(Stored items)
——————

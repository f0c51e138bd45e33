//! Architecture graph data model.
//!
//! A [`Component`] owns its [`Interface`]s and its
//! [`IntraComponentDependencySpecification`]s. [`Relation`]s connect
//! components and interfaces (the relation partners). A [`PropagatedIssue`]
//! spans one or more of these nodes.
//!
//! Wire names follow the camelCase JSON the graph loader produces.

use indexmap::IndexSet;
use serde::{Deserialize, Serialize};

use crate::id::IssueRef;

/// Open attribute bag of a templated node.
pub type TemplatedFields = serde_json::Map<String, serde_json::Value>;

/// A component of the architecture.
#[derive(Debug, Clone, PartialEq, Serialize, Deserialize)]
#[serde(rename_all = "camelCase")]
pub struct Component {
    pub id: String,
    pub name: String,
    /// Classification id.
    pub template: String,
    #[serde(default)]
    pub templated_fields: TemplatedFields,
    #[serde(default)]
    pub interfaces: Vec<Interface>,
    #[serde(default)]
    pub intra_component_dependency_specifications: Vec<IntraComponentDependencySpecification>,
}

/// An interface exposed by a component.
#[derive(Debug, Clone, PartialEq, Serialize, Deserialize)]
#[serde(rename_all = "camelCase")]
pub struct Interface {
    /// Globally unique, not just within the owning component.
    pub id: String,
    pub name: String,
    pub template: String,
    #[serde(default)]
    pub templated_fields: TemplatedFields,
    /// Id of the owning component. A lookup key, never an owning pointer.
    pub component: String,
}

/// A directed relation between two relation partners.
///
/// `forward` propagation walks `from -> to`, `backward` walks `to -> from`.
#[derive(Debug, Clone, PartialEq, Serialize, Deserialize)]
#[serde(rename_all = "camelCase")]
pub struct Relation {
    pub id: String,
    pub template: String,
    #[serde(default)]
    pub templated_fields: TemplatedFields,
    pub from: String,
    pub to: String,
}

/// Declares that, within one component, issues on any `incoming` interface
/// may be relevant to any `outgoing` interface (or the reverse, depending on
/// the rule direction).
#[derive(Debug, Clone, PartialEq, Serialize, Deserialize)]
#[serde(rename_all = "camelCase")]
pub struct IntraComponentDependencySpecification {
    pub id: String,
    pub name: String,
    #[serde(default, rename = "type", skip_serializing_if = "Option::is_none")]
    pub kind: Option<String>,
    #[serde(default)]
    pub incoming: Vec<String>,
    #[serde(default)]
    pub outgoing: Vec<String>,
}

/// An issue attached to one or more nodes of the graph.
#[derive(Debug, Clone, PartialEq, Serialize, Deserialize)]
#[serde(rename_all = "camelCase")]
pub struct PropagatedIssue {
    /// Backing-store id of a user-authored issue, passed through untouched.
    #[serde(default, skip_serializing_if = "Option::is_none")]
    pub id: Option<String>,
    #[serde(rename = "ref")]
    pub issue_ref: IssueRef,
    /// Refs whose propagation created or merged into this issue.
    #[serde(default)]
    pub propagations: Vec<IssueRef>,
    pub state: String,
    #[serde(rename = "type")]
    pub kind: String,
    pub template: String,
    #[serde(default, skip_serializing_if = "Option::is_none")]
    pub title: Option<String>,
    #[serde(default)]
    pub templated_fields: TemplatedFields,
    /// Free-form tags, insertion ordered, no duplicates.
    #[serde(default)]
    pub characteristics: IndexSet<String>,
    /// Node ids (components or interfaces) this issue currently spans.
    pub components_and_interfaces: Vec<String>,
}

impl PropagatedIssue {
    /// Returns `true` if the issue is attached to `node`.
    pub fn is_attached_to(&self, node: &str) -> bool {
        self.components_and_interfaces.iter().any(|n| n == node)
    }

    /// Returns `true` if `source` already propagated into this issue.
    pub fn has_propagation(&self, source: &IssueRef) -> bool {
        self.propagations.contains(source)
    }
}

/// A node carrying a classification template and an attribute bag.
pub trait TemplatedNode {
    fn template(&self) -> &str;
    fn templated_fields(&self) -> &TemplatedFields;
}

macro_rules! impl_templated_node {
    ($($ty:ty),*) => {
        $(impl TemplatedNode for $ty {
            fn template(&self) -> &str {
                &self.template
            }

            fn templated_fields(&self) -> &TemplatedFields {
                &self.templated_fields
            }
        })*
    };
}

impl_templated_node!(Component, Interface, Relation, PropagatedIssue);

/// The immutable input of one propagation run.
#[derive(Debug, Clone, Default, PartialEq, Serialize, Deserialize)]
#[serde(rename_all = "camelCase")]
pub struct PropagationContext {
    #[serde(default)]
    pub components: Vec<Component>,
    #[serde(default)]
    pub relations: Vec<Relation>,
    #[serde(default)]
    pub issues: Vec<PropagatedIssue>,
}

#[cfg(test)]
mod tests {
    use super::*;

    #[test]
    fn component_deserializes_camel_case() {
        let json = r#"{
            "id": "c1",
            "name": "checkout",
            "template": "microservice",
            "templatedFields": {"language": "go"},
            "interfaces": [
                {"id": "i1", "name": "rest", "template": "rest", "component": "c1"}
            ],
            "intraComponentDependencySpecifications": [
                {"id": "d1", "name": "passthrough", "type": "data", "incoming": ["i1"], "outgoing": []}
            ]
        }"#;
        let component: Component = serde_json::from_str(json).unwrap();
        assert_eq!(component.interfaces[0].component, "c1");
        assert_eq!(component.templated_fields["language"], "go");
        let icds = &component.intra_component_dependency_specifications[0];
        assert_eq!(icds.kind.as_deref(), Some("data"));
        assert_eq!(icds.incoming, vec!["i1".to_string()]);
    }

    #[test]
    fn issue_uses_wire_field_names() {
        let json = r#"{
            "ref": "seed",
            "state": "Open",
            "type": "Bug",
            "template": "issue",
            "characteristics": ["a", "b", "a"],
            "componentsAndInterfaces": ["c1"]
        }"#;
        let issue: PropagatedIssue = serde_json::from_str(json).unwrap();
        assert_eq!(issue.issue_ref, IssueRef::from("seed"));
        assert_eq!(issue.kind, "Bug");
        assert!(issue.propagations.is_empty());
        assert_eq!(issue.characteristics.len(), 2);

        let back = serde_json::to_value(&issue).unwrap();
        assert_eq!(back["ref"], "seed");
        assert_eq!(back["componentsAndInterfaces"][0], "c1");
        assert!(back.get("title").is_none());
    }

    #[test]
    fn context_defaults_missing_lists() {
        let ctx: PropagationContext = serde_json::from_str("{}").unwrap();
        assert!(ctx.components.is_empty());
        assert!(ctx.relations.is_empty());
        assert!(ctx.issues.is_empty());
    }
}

——————

## TASK TO CARRY OUT
Above are the entries; repeat their lines exactly, from the first through the one that contains "graph loader produces.".

## TASK RESPONSE
repository f0c51e138bd45e33
//! Architecture graph data model.
//!
//! A [`Component`] owns its [`Interface`]s and its
//! [`IntraComponentDependencySpecification`]s. [`Relation`]s connect
//! components and interfaces (the relation partners). A [`PropagatedIssue`]
//! spans one or more of these nodes.
//!
//! Wire names follow the camelCase JSON the graph loader produces.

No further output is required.